🤖 AI Summary
This work addresses the limitations of large language models (LLMs) in high-stakes educational assessment, where overconfidence and declining reliability over time hinder their effectiveness. To mitigate these issues, the authors propose a human-in-the-loop short-answer scoring framework that integrates calibrated confidence estimation. Specifically, model confidence is calibrated via posterior temperature scaling, enabling dynamic routing: high-confidence predictions are scored automatically, while low-confidence cases are deferred to human raters. The framework further incorporates a continual learning mechanism to adapt to evolving scoring rubrics and novel question types. Evaluated on three datasets, the approach automatically scores 35%–65% of responses at expert-level quality (QWK ≥ 0.80), with a substantial QWK gap of 0.347 between accepted and rejected predictions, thereby validating the efficacy of confidence-based routing.
📝 Abstract
Scaling educational assessment with large language models requires not just accuracy, but the ability to recognize when predictions are trustworthy. Instruction-tuned models tend to be overconfident, and their reliability deteriorates as curricula evolve, making fully autonomous deployment unsafe in high-stakes settings. We introduce CHiL(L)Grader, the first automated grading framework that incorporates calibrated confidence estimation into a human-in-the-loop workflow.

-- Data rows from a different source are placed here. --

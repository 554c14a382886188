// SPDX-License-Identifier: PMPL-1.0-or-later
// Copyright (c) 2026 Jonathan D.A. Jewell (hyperpolymath) <jonathan.jewell@open.ac.uk>
//
// notarium-pack — Audit packs and verification.
//
// An audit pack binds a document version, its fingerprint, the checklist
// entries attesting to it, and the timestamp token proving when the
// fingerprint existed. Verification checks a document against an expected
// fingerprint and a token without trusting any cached state.

pub mod builder;
pub mod verify;

pub use builder::{AuditPack, AuditPackBuilder};
pub use verify::{Verdict, verify, verify_pack};
// SPDX-License-Identifier: PMPL-1.0-or-later
// Copyright (c) 2026 Jonathan D.A. Jewell (hyperpolymath) <jonathan.jewell@open.ac.uk>
//
// Core domain types for the Notarium trust layer.

use std::fmt;
use std::str::FromStr;

use chrono::NaiveDate;
use serde::{Deserialize, Deserializer, Serialize, Serializer};

use crate::error::NotariumError;

/// Length in bytes of a SHA-256 digest.
pub const FINGERPRINT_LEN: usize = 32;

/// SHA-256 digest of a byte sequence. The sole integrity anchor for a
/// document, a request payload, or an audit pack.
///
/// Displayed and serialised as 64 lowercase hex characters.
#[derive(Clone, Copy, PartialEq, Eq, Hash, PartialOrd, Ord)]
pub struct Fingerprint([u8; FINGERPRINT_LEN]);

impl Fingerprint {
    pub const fn from_bytes(bytes: [u8; FINGERPRINT_LEN]) -> Self {
        Self(bytes)
    }

    /// Build from a slice that must be exactly 32 bytes long.
    pub fn from_slice(bytes: &[u8]) -> Option<Self> {
        <[u8; FINGERPRINT_LEN]>::try_from(bytes).ok().map(Self)
    }

    /// Parse 64 hex characters (either case).
    pub fn from_hex(s: &str) -> Result<Self, NotariumError> {
        let raw = hex::decode(s).map_err(|e| NotariumError::IntegrityMismatch {
            expected: "64 hex characters".into(),
            actual: format!("{s:?} ({e})"),
        })?;
        Self::from_slice(&raw).ok_or_else(|| NotariumError::IntegrityMismatch {
            expected: format!("{FINGERPRINT_LEN} bytes"),
            actual: format!("{} bytes", raw.len()),
        })
    }

    pub fn as_bytes(&self) -> &[u8; FINGERPRINT_LEN] {
        &self.0
    }

    pub fn to_hex(&self) -> String {
        hex::encode(self.0)
    }
}

impl fmt::Display for Fingerprint {
    fn fmt(&self, f: &mut fmt::Formatter<'_>) -> fmt::Result {
        f.write_str(&self.to_hex())
    }
}

impl fmt::Debug for Fingerprint {
    fn fmt(&self, f: &mut fmt::Formatter<'_>) -> fmt::Result {
        write!(f, "Fingerprint({})", self.to_hex())
    }
}

impl FromStr for Fingerprint {
    type Err = NotariumError;

    fn from_str(s: &str) -> Result<Self, Self::Err> {
        Self::from_hex(s)
    }
}

impl Serialize for Fingerprint {
    fn serialize<S: Serializer>(&self, serializer: S) -> Result<S::Ok, S::Error> {
        serializer.serialize_str(&self.to_hex())
    }
}

impl<'de> Deserialize<'de> for Fingerprint {
    fn deserialize<D: Deserializer<'de>>(deserializer: D) -> Result<Self, D::Error> {
        let s = String::deserialize(deserializer)?;
        Self::from_hex(&s).map_err(serde::de::Error::custom)
    }
}

/// Identifies one published version of a regulated document.
#[derive(Debug, Clone, PartialEq, Eq, Hash, Serialize, Deserialize)]
pub struct DocumentVersion {
    pub document_id: String,
    pub version: String,
}

impl DocumentVersion {
    pub fn new(document_id: impl Into<String>, version: impl Into<String>) -> Self {
        Self {
            document_id: document_id.into(),
            version: version.into(),
        }
    }
}

impl fmt::Display for DocumentVersion {
    fn fmt(&self, f: &mut fmt::Formatter<'_>) -> fmt::Result {
        write!(f, "{}@{}", self.document_id, self.version)
    }
}

/// An attestation record supplied by the external review workflow.
///
/// Notarium only aggregates and fingerprints these; status transitions are
/// the workflow's business.
#[derive(Debug, Clone, PartialEq, Eq, Serialize, Deserialize)]
pub struct ChecklistEntry {
    /// Role or entry type (e.g. "author", "qa-review", "approval").
    pub role: String,
    /// Identifier of the attestation in the external workflow.
    pub external_id: String,
    /// Workflow status at the time of submission.
    pub status: String,
    pub date: NaiveDate,
}

/// Error classification for retry decisions.
#[derive(Debug, Clone, Copy, PartialEq, Eq, Serialize, Deserialize)]
pub enum ErrorClass {
    /// Network blip, timeout or busy TSA. Safe to retry automatically.
    Transient,
    /// Bad response content or caller mistake. Retrying cannot help.
    Permanent,
}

Using post-hoc temperature scaling, confidence-based selective prediction, and continual learning, CHiL(L)Grader automates only high-confidence predictions while routing uncertain cases to human graders, and adapts to evolving rubrics and unseen questions. Across three short-answer grading datasets, CHiL(L)Grader automatically scores 35-65% of responses at expert-level quality (QWK >= 0.80). A QWK gap of 0.347 between accepted and rejected predictions confirms the effectiveness of the confidence-based routing. Each correction cycle strengthens the model's grading capability as it learns from teacher feedback. These results show that uncertainty quantification is key for reliable AI-assisted grading.